Starting at the line that holds "frame = source.recv()" and stopping at the line that holds "self.apply(envelope.message).await;", restate the records below word for word, with both of those lines included.

(Exercise data Opens)

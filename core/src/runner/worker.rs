//! Distributed run coordination, worker side

use async_trait::async_trait;
use parking_lot::Mutex;
use std::sync::atomic::{AtomicBool, Ordering};
use std::sync::Arc;
use tokio::sync::{broadcast, mpsc, watch};
use tokio::task::JoinHandle;
use tokio::time::Instant;

use crate::channel::ChannelConfig;
use crate::config::HeartbeatConfig;
use crate::error::{ErrorKind, RunError, RunResult};
use crate::protocol::{Message, SequenceTracker};
use crate::stats::RequestStats;
use crate::transport::{pump_outbound, FrameSource, Link};

use super::{LocalRunner, RunState, Runner, RunnerStatus};

struct WorkerInner {
    worker_id: String,
    local: LocalRunner,
    stats: Arc<RequestStats>,
    heartbeat: HeartbeatConfig,
    /// `None` once quitting; dropping it closes the link
    outbound: Mutex<Option<mpsc::Sender<Message>>>,
    connected: AtomicBool,
    last_contact: Mutex<Instant>,
    quitting: AtomicBool,
    shutdown_tx: broadcast::Sender<()>,
    closed_tx: watch::Sender<bool>,
    tasks: Mutex<Vec<JoinHandle<()>>>,
}

/// Runs a share of a distributed run on behalf of a master
///
/// Wraps a [`LocalRunner`], applies the master's instructions to it and
/// reports state, user count and stats deltas back every heartbeat interval
/// and on every local state change.
#[derive(Clone)]
pub struct WorkerRunner {
    inner: Arc<WorkerInner>,
}

impl WorkerRunner {
    /// Register with the master over `link` and start serving it
    pub(crate) async fn connect(
        worker_id: String,
        local: LocalRunner,
        stats: Arc<RequestStats>,
        heartbeat: HeartbeatConfig,
        channels: &ChannelConfig,
        link: Link,
    ) -> RunResult<Self> {
        let Link { sink, source, peer } = link;
        let (tx, rx) = mpsc::channel(channels.outbound_buffer);
        tx.send(Message::Register)
            .await
            .map_err(|_| RunError::transport("outbound queue closed"))?;
        let writer = tokio::spawn(pump_outbound(worker_id.clone(), sink, rx));

        let (shutdown_tx, _) = broadcast::channel(1);
        let (closed_tx, _) = watch::channel(false);
        let worker = Self {
            inner: Arc::new(WorkerInner {
                worker_id,
                local,
                stats,
                heartbeat,
                outbound: Mutex::new(Some(tx)),
                connected: AtomicBool::new(true),
                last_contact: Mutex::new(Instant::now()),
                quitting: AtomicBool::new(false),
                shutdown_tx,
                closed_tx,
                tasks: Mutex::new(Vec::new()),
            }),
        };

        let tasks = vec![
            writer,
            tokio::spawn(worker.clone().read_loop(source)),
            tokio::spawn(worker.clone().heartbeat_loop()),
            tokio::spawn(worker.clone().state_loop()),
        ];
        *worker.inner.tasks.lock() = tasks;
        tracing::info!(worker_id = %worker.inner.worker_id, master = %peer, "Worker connected");
        Ok(worker)
    }

    /// This worker's id
    pub fn worker_id(&self) -> &str {
        &self.inner.worker_id
    }

    /// Whether the master was heard from within the heartbeat timeout
    pub fn is_connected(&self) -> bool {
        self.inner.connected.load(Ordering::SeqCst)
    }

    /// Active users
    pub fn user_count(&self) -> usize {
        self.inner.local.user_count()
    }

    /// Wait until the worker quit and closed its link
    pub async fn wait_closed(&self) {
        let mut rx = self.inner.closed_tx.subscribe();
        let _ = rx.wait_for(|closed| *closed).await;
    }

    async fn send(&self, message: Message) {
        let tx = self.inner.outbound.lock().clone();
        if let Some(tx) = tx {
            if tx.send(message).await.is_err() {
                tracing::debug!(worker_id = %self.inner.worker_id, "Outbound queue closed");
            }
        }
    }

    /// Ship stats recorded since the last report, then a heartbeat
    async fn report(&self, state: RunState) {
        let delta = self.inner.stats.take_delta();
        if !delta.is_empty() {
            self.send(Message::Stats { delta }).await;
        }
        let user_count = self.inner.local.user_count();
        self.send(Message::Heartbeat { state, user_count }).await;
    }

    async fn read_loop(self, mut source: Box<dyn FrameSource>) {
        let worker_id = self.inner.worker_id.clone();
        let mut shutdown_rx = self.inner.shutdown_tx.subscribe();
        let mut tracker = SequenceTracker::new();

        loop {
            tokio::select! {
                biased;

                _ = shutdown_rx.recv() => return,

                frame = source.recv() => match frame {
                    Ok(Some(envelope)) => {
                        if let Err(e) = tracker.check(envelope.seq) {
                            tracing::warn!(worker_id = %worker_id, error = %e, "Dropping envelope");
                            continue;
                        }
                        *self.inner.last_contact.lock() = Instant::now();
                        if !self.inner.connected.swap(true, Ordering::SeqCst) {
                            tracing::info!(worker_id = %worker_id, "Master reachable again");
                        }
                        self.apply(envelope.message).await;
                    }
                    Ok(None) => {
                        tracing::warn!(worker_id = %worker_id, "Master closed the link");
                        break;
                    }
                    Err(e) if e.kind == ErrorKind::Protocol => {
                        tracing::warn!(worker_id = %worker_id, error = %e, "Dropping malformed frame");
                    }
                    Err(e) => {
                        tracing::warn!(worker_id = %worker_id, error = %e, "Master link failed");
                        break;
                    }
                },
            }
        }

        self.inner.connected.store(false, Ordering::SeqCst);
        if let Err(e) = self.quit().await {
            tracing::error!(worker_id = %worker_id, error = %e, "Quit after link loss failed");
        }
    }

    /// Apply one instruction from the master
    async fn apply(&self, message: Message) {
        let worker_id = &self.inner.worker_id;
        let local = &self.inner.local;
        match message {
            Message::Spawn {
                target_count,
                spawn_rate,
            } => {
                if let Err(e) = local.start(target_count, spawn_rate).await {
                    tracing::warn!(worker_id = %worker_id, error = %e, "Spawn instruction rejected");
                    self.send(Message::error(&e)).await;
                }
            }
            Message::Stop => {
                if let Err(e) = local.stop().await {
                    tracing::warn!(worker_id = %worker_id, error = %e, "Stop failed");
                }
            }
            Message::Quit => {
                tracing::info!(worker_id = %worker_id, "Quit requested by master");
                if let Err(e) = self.quit().await {
                    tracing::error!(worker_id = %worker_id, error = %e, "Quit failed");
                }
            }
            Message::Cleanup => match local.cleanup().await {
                Ok(()) => self.send(Message::CleanupAck).await,
                Err(e) => {
                    tracing::warn!(worker_id = %worker_id, error = %e, "Cleanup failed");
                }
            },
            Message::Ack => {
                tracing::info!(worker_id = %worker_id, "Registration acknowledged");
            }
            Message::Heartbeat { .. } => {}
            other => {
                let err = RunError::protocol(format!("unexpected {} from master", other.kind()));
                tracing::warn!(worker_id = %worker_id, error = %err, "Ignoring message");
            }
        }
    }

    async fn heartbeat_loop(self) {
        let mut shutdown_rx = self.inner.shutdown_tx.subscribe();
        let mut ticker = tokio::time::interval(self.inner.heartbeat.interval());
        ticker.tick().await;

        loop {
            tokio::select! {
                biased;

                _ = shutdown_rx.recv() => break,

                _ = ticker.tick() => {
                    self.report(self.inner.local.state()).await;

                    let silent = self.inner.last_contact.lock().elapsed();
                    if silent > self.inner.heartbeat.timeout()
                        && self.inner.connected.swap(false, Ordering::SeqCst)
                    {
                        tracing::warn!(
                            worker_id = %self.inner.worker_id,
                            silent_secs = silent.as_secs_f64(),
                            "No contact with master, marking disconnected"
                        );
                    }
                }
            }
        }
    }

    /// Report every local transition right away
    async fn state_loop(self) {
        let mut shutdown_rx = self.inner.shutdown_tx.subscribe();
        let mut state_rx = self.inner.local.subscribe_state();
        let mut reported_error: Option<RunError> = None;

        loop {
            tokio::select! {
                biased;

                _ = shutdown_rx.recv() => break,

                changed = state_rx.changed() => {
                    if changed.is_err() {
                        break;
                    }
                    let state = *state_rx.borrow_and_update();
                    self.report(state).await;
                    match state {
                        RunState::Stopped => {
                            if let Some(err) = self.inner.local.last_error() {
                                if reported_error.as_ref() != Some(&err) {
                                    self.send(Message::error(&err)).await;
                                    reported_error = Some(err);
                                }
                            }
                        }
                        RunState::Spawning => reported_error = None,
                        _ => {}
                    }
                }
            }
        }
    }
}

#[async_trait]
impl Runner for WorkerRunner {
    async fn start(&self, target_count: usize, spawn_rate: f64) -> RunResult<()> {
        self.inner.local.start(target_count, spawn_rate).await
    }

    async fn stop(&self) -> RunResult<()> {
        self.inner.local.stop().await
    }

    /// Stop users, send a final report and close the link
    async fn quit(&self) -> RunResult<()> {
        if self.inner.quitting.swap(true, Ordering::SeqCst) {
            return Ok(());
        }
        let result = self.inner.local.quit().await;
        self.report(self.inner.local.state()).await;

        // The writer drains what is queued, then closes the link
        self.inner.outbound.lock().take();
        self.inner.connected.store(false, Ordering::SeqCst);
        let _ = self.inner.shutdown_tx.send(());
        self.inner.tasks.lock().clear();
        self.inner.closed_tx.send_replace(true);
        tracing::info!(worker_id = %self.inner.worker_id, "Worker quit");
        result
    }

    async fn cleanup(&self) -> RunResult<()> {
        self.inner.local.cleanup().await
    }

    fn status(&self) -> RunnerStatus {
        self.inner.local.status()
    }

    fn state(&self) -> RunState {
        self.inner.local.state()
    }

    fn subscribe_state(&self) -> watch::Receiver<RunState> {
        self.inner.local.subscribe_state()
    }

    fn last_error(&self) -> Option<RunError> {
        self.inner.local.last_error()
    }
}

impl std::fmt::Debug for WorkerRunner {
    fn fmt(&self, f: &mut std::fmt::Formatter<'_>) -> std::fmt::Result {
        f.debug_struct("WorkerRunner")
            .field("worker_id", &self.inner.worker_id)
            .field("connected", &self.is_connected())
            .field("local", &self.inner.local)
            .finish()
    }
}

(Exercise data Closes)

■ Answer to this task
                frame = source.recv() => match frame {
                    Ok(Some(envelope)) => {
                        if let Err(e) = tracker.check(envelope.seq) {
                            tracing::warn!(worker_id = %worker_id, error = %e, "Dropping envelope");
                            continue;
                        }
                        *self.inner.last_contact.lock() = Instant::now();
                        if !self.inner.connected.swap(true, Ordering::SeqCst) {
                            tracing::info!(worker_id = %worker_id, "Master reachable again");
                        }
                        self.apply(envelope.message).await;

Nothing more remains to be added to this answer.